2(1-cos(x))^.5 + .5(2)^.5*ln((1-cos(x))^.5 - 2^.5) - .5(2)^.5*ln((1-cos(x))^.5 + 2^.5) + C

Fairly certain my steps are correct :D. Thanks for the assistance.

Edit: Really need to figure out formatting lol.

 

[Gib Z]

The Identities that Dick referred to where:

$$cos (2t) = \cos^2 t - \sin^2 t = 2\cos^2 t -1$$.

Both forms come in quite useful in evaluating this integral.

 

[Schrodinger's Dog]

I doubt this is much use but I was having a little play with that on my maths program and it came up with the rather horrendous answer:

? hehe. It looked relatively simple?

Have I expressed your question correctly?

 

[Gib Z]

That expression can be simplified a whole heap!

 

[Schrodinger's Dog]

That expression can be simplified a whole heap!

True but even so it's not very pretty.

 

[tiny-tim]

… combine the ln()s … !

Edit: Really need to figure out formatting lol.

If you type alt-v, it prints √ , which would help a lot

Resubstitute everything...
2(1-cos(x))^.5 + .5(2)^.5*ln((1-cos(x))^.5 - 2^.5) - .5(2)^.5*ln((1-cos(x))^.5 + 2^.5) + C

Fairly certain my steps are correct :D. Thanks for the assistance.

erm … but you haven't finished! The examiners won't like you leaving two ln()s without combining them:

ln(√(1-cos(x)) - √2) - ln(√(1-cos(x)) + √2)

= ln((√1-cos(x)) - √2)/(√(1-cos(x)) + √2))

= … ?
(this can be very much simplified, and I think the result will look familiar to you! )

Okay, after you told me my first step was wrong, I started over.
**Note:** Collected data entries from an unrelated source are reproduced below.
use axum::{
    http::StatusCode,
    response::{IntoResponse, Response},
    Json,
};
use serde_json::json;
use thiserror::Error;

use crate::llm_client::LlmError;

/// Application-level error type.
/// Implements `IntoResponse` so Axum handlers can return `Result<T, AppError>`.
///
/// Service and schema failures carry the user-facing message for the operation
/// that failed; the underlying diagnostic travels in `detail` and is only logged.
#[derive(Debug, Error)]
pub enum AppError {
    #[error("Validation error: {0}")]
    Validation(String),

    #[error("Analysis not ready: {0}")]
    AnalysisNotReady(String),

    #[error("Analysis superseded by cycle {current}")]
    Superseded { current: u64 },

    #[error("Not found: {0}")]
    NotFound(String),

    #[error("Service error: {detail}")]
    Service { message: String, detail: String },

    #[error("Schema parse error: {detail}")]
    SchemaParse { message: String, detail: String },

    #[error("Corrupt snapshot: {0}")]
    CorruptSnapshot(String),

    #[error("Storage error: {0}")]
    Storage(String),

    #[error("Internal server error: {0}")]
    Internal(#[from] anyhow::Error),
}

/// Generic message used when no operation-specific text applies.
pub const GENERIC_SERVICE_MESSAGE: &str =
    "The advice service is unavailable right now. Please try again.";

/// Shown whenever a stored snapshot cannot be restored.
pub const CORRUPT_SNAPSHOT_MESSAGE: &str = "Failed to load analysis. The data may be corrupt.";

impl AppError {
    /// Converts a model-call failure into the matching app error, attaching the
    /// user-facing message for the operation that was attempted.
    pub fn from_llm(err: LlmError, message: impl Into<String>) -> Self {
        let message = message.into();
        let detail = err.to_string();
        if err.is_schema_failure() {
            AppError::SchemaParse { message, detail }
        } else {
            AppError::Service { message, detail }
        }
    }

    /// Replaces the user-facing message of a service or schema error.
    /// Other variants are returned untouched.
    pub fn with_user_message(self, new_message: impl Into<String>) -> Self {
        match self {
            AppError::Service { detail, .. } => AppError::Service {
                message: new_message.into(),
                detail,
            },
            AppError::SchemaParse { detail, .. } => AppError::SchemaParse {
                message: new_message.into(),
                detail,
            },
            other => other,
        }
    }

    /// The message a student should see for this error.
    pub fn user_message(&self) -> String {
        match self {
            AppError::Validation(msg)
            | AppError::AnalysisNotReady(msg)
            | AppError::NotFound(msg) => msg.clone(),
            AppError::Superseded { .. } => "A newer analysis has replaced this one.".to_string(),
            AppError::Service { message, .. } | AppError::SchemaParse { message, .. } => {
                message.clone()
            }
            AppError::CorruptSnapshot(_) => CORRUPT_SNAPSHOT_MESSAGE.to_string(),
            AppError::Storage(_) => "A storage error occurred".to_string(),
            AppError::Internal(_) => "An internal server error occurred".to_string(),
        }
    }
}

impl IntoResponse for AppError {
    fn into_response(self) -> Response {
        let (status, code) = match &self {
            AppError::Validation(_) => (StatusCode::BAD_REQUEST, "VALIDATION_ERROR"),
            AppError::AnalysisNotReady(_) => (StatusCode::CONFLICT, "ANALYSIS_NOT_READY"),
            AppError::Superseded { .. } => (StatusCode::CONFLICT, "SUPERSEDED"),
            AppError::NotFound(_) => (StatusCode::NOT_FOUND, "NOT_FOUND"),
            AppError::Service { detail, .. } => {
                tracing::error!("Service error: {detail}");
                (StatusCode::BAD_GATEWAY, "SERVICE_ERROR")
            }
            AppError::SchemaParse { detail, .. } => {
                tracing::error!("Schema parse error: {detail}");
                (StatusCode::BAD_GATEWAY, "SCHEMA_PARSE_ERROR")
            }
            AppError::CorruptSnapshot(detail) => {
                tracing::warn!("Corrupt snapshot discarded: {detail}");
                (StatusCode::UNPROCESSABLE_ENTITY, "CORRUPT_SNAPSHOT")
            }
            AppError::Storage(detail) => {
                tracing::error!("Storage error: {detail}");
                (StatusCode::INTERNAL_SERVER_ERROR, "STORAGE_ERROR")
            }
            AppError::Internal(e) => {
                tracing::error!("Internal error: {e:?}");
                (StatusCode::INTERNAL_SERVER_ERROR, "INTERNAL_ERROR")
            }
        };

        let body = Json(json!({
            "error": {
                "code": code,
                "message": self.user_message()
            }
        }));

        (status, body).into_response()
    }
}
I looked at the half angle double angle stuff and didn't like how it was looking so I tried a similar approach to my first but fixed the first step.

Azureflames, you should do what Dick and Gib Z suggested - they're very wise, and their way only takes about five lines!